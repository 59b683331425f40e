//! frame-echo: a fixed-length frame echo server
//!
//! Every client message is exactly `--buffer-size` bytes with no header.
//! The server accumulates each frame and writes it back unchanged.
//!
//! Features:
//! - Single-threaded reactor over epoll/kqueue (edge-triggered)
//! - Partial and pipelined frames handled per connection
//! - Graceful shutdown on SIGTERM/SIGINT
//! - Configuration via CLI arguments or TOML file

mod config;
mod runtime;

use config::{Config, ConfigError};
use std::process::ExitCode;
use tracing::{error, info};
use tracing_subscriber::EnvFilter;

fn main() -> ExitCode {
    // Load configuration
    let config = match Config::load() {
        Ok(config) => config,
        Err(ConfigError::Usage(e)) => {
            // --help and --version render to stdout and are not failures.
            let code = if e.use_stderr() { 1 } else { 0 };
            let _ = e.print();
            return ExitCode::from(code);
        }
        Err(e) => {
            eprintln!("frame-echo: {e}");
            return ExitCode::from(1);
        }
    };

    // Initialize logging
    let filter =
        EnvFilter::try_from_default_env().unwrap_or_else(|_| EnvFilter::new(&config.log_level));

    tracing_subscriber::fmt()
        .with_env_filter(filter)
        .with_target(false)
        .init();

    info!(
        host = ?config.host,
        port = config.port,
        frame_length = config.frame_length,
        batch_size = config.batch_size,
        max_connections = config.max_connections,
        "Starting frame-echo server"
    );

    match runtime::run(config) {
        Ok(()) => ExitCode::SUCCESS,
        Err(e) => {
            error!(error = %e, "Fatal error");
            eprintln!("frame-echo: {e}");
            ExitCode::from(1)
        }
    }
}
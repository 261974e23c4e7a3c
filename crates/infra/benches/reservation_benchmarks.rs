use criterion::{black_box, criterion_group, criterion_main, BenchmarkId, Criterion, Throughput};

use cartstock_catalog::{NewProduct, Pricing, Product};
use cartstock_core::{CustomerId, Money, ProductCode, VendorId};
use cartstock_infra::store::{InMemoryCartStore, InMemoryCatalogStore};
use cartstock_infra::ReservationEngine;
use std::sync::Arc;
use std::thread;

type Engine = ReservationEngine<Arc<InMemoryCatalogStore>, Arc<InMemoryCartStore>>;

fn engine_with_stock(codes: &[ProductCode], stock: u32) -> Engine {
    let catalog = Arc::new(InMemoryCatalogStore::new());
    for code in codes {
        let product = Product::new(NewProduct {
            code: code.clone(),
            vendor_id: VendorId::new(),
            title: format!("Bench {code}"),
            category: "bench".to_string(),
            pic_url: None,
            pricing: Pricing {
                price: Money::from_minor(1000),
                discount_price: Money::ZERO,
                discount_note: None,
            },
            available_quantity: stock,
        })
        .unwrap();
        catalog.upsert(product).unwrap();
    }
    ReservationEngine::new(catalog, Arc::new(InMemoryCartStore::new()))
}

/// Full add → adjust → release cycle for one customer line.
fn bench_line_lifecycle(c: &mut Criterion) {
    let code = ProductCode::parse("BENCH-1").unwrap();
    let engine = engine_with_stock(std::slice::from_ref(&code), u32::MAX / 2);

    c.bench_function("line_lifecycle", |b| {
        b.iter(|| {
            let item = engine
                .reserve_for_add(CustomerId::new(), black_box(&code), 2)
                .unwrap();
            engine.adjust_quantity(item.id_typed(), 5).unwrap();
            engine.release(item.id_typed()).unwrap();
        });
    });
}

/// Clearing carts of growing size.
fn bench_release_all(c: &mut Criterion) {
    let mut group = c.benchmark_group("release_all");

    for lines in [1usize, 10, 50].iter() {
        let codes: Vec<ProductCode> = (0..*lines)
            .map(|i| ProductCode::parse(format!("P-{i}")).unwrap())
            .collect();
        let engine = engine_with_stock(&codes, u32::MAX / 2);

        group.throughput(Throughput::Elements(*lines as u64));
        group.bench_with_input(BenchmarkId::from_parameter(lines), lines, |b, _| {
            b.iter(|| {
                let customer = CustomerId::new();
                for code in &codes {
                    engine.reserve_for_add(customer, code, 1).unwrap();
                }
                black_box(engine.release_all(customer).unwrap());
            });
        });
    }

    group.finish();
}

/// Many threads reserving the same product (lock contention on one row).
fn bench_contended_reservations(c: &mut Criterion) {
    let mut group = c.benchmark_group("contended_reservations");

    for threads in [2usize, 8].iter() {
        group.bench_with_input(BenchmarkId::from_parameter(threads), threads, |b, &threads| {
            b.iter(|| {
                let code = ProductCode::parse("HOT").unwrap();
                let engine = Arc::new(engine_with_stock(std::slice::from_ref(&code), 64));
                let handles: Vec<_> = (0..threads)
                    .map(|_| {
                        let engine = engine.clone();
                        let code = code.clone();
                        thread::spawn(move || {
                            for _ in 0..16 {
                                let _ = engine.reserve_for_add(CustomerId::new(), &code, 1);
                            }
                        })
                    })
                    .collect();
                for h in handles {
                    h.join().unwrap();
                }
            });
        });
    }

    group.finish();
}

criterion_group!(
    benches,
    bench_line_lifecycle,
    bench_release_all,
    bench_contended_reservations
);
criterion_main!(benches);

-------------------------

Goal of the exercise
A complete and exact reproduction of the data is needed.

Written solution
repository 59b683331425f40e
//! frame-echo: a fixed-length frame echo server
//!
//! Every client message is exactly `--buffer-size` bytes with no header.
//! The server accumulates each frame and writes it back unchanged.
//!
//! Features:
//! - Single-threaded reactor over epoll/kqueue (edge-triggered)
//! - Partial and pipelined frames handled per connection
//! - Graceful shutdown on SIGTERM/SIGINT
//! - Configuration via CLI arguments or TOML file

mod config;
mod runtime;

use config::{Config, ConfigError};
use std::process::ExitCode;
use tracing::{error, info};
use tracing_subscriber::EnvFilter;

fn main() -> ExitCode {
    // Load configuration
    let config = match Config::load() {
        Ok(config) => config,
        Err(ConfigError::Usage(e)) => {
            // --help and --version render to stdout and are not failures.
            let code = if e.use_stderr() { 1 } else { 0 };
            let _ = e.print();
            return ExitCode::from(code);
        }
        Err(e) => {
            eprintln!("frame-echo: {e}");
            return ExitCode::from(1);
        }
    };

    // Initialize logging
    let filter =
        EnvFilter::try_from_default_env().unwrap_or_else(|_| EnvFilter::new(&config.log_level));

    tracing_subscriber::fmt()
        .with_env_filter(filter)
        .with_target(false)
        .init();

    info!(
        host = ?config.host,
        port = config.port,
        frame_length = config.frame_length,
        batch_size = config.batch_size,
        max_connections = config.max_connections,
        "Starting frame-echo server"
    );

    match runtime::run(config) {
        Ok(()) => ExitCode::SUCCESS,
        Err(e) => {
            error!(error = %e, "Fatal error");
            eprintln!("frame-echo: {e}");
            ExitCode::from(1)
        }
    }
}
repository 261974e23c4e7a3c
filename crates/infra/benches/reservation_benchmarks.rs
use criterion::{black_box, criterion_group, criterion_main, BenchmarkId, Criterion, Throughput};

use cartstock_catalog::{NewProduct, Pricing, Product};
use cartstock_core::{CustomerId, Money, ProductCode, VendorId};
use cartstock_infra::store::{InMemoryCartStore, InMemoryCatalogStore};
use cartstock_infra::ReservationEngine;
use std::sync::Arc;
use std::thread;

type Engine = ReservationEngine<Arc<InMemoryCatalogStore>, Arc<InMemoryCartStore>>;

fn engine_with_stock(codes: &[ProductCode], stock: u32) -> Engine {
    let catalog = Arc::new(InMemoryCatalogStore::new());
    for code in codes {
        let product = Product::new(NewProduct {
            code: code.clone(),
            vendor_id: VendorId::new(),
            title: format!("Bench {code}"),
            category: "bench".to_string(),
            pic_url: None,
            pricing: Pricing {
                price: Money::from_minor(1000),
                discount_price: Money::ZERO,
                discount_note: None,
            },
            available_quantity: stock,
        })
        .unwrap();
        catalog.upsert(product).unwrap();
    }
    ReservationEngine::new(catalog, Arc::new(InMemoryCartStore::new()))
}

/// Full add → adjust → release cycle for one customer line.
fn bench_line_lifecycle(c: &mut Criterion) {
    let code = ProductCode::parse("BENCH-1").unwrap();
    let engine = engine_with_stock(std::slice::from_ref(&code), u32::MAX / 2);

    c.bench_function("line_lifecycle", |b| {
        b.iter(|| {
            let item = engine
                .reserve_for_add(CustomerId::new(), black_box(&code), 2)
                .unwrap();
            engine.adjust_quantity(item.id_typed(), 5).unwrap();
            engine.release(item.id_typed()).unwrap();
        });
    });
}

/// Clearing carts of growing size.
fn bench_release_all(c: &mut Criterion) {
    let mut group = c.benchmark_group("release_all");

    for lines in [1usize, 10, 50].iter() {
        let codes: Vec<ProductCode> = (0..*lines)
            .map(|i| ProductCode::parse(format!("P-{i}")).unwrap())
            .collect();
        let engine = engine_with_stock(&codes, u32::MAX / 2);

        group.throughput(Throughput::Elements(*lines as u64));
        group.bench_with_input(BenchmarkId::from_parameter(lines), lines, |b, _| {
            b.iter(|| {
                let customer = CustomerId::new();
                for code in &codes {
                    engine.reserve_for_add(customer, code, 1).unwrap();
                }
                black_box(engine.release_all(customer).unwrap());
            });
        });
    }

    group.finish();
}

/// Many threads reserving the same product (lock contention on one row).
fn bench_contended_reservations(c: &mut Criterion) {
    let mut group = c.benchmark_group("contended_reservations");

    for threads in [2usize, 8].iter() {
        group.bench_with_input(BenchmarkId::from_parameter(threads), threads, |b, &threads| {
            b.iter(|| {
                let code = ProductCode::parse("HOT").unwrap();
                let engine = Arc::new(engine_with_stock(std::slice::from_ref(&code), 64));
                let handles: Vec<_> = (0..threads)
                    .map(|_| {
                        let engine = engine.clone();
                        let code = code.clone();
                        thread::spawn(move || {
                            for _ in 0..16 {
                                let _ = engine.reserve_for_add(CustomerId::new(), &code, 1);
                            }
                        })
                    })
                    .collect();
                for h in handles {
                    h.join().unwrap();
                }
            });
        });
    }

    group.finish();
}

criterion_group!(
    benches,
    bench_line_lifecycle,
    bench_release_all,
    bench_contended_reservations
);
criterion_main!(benches);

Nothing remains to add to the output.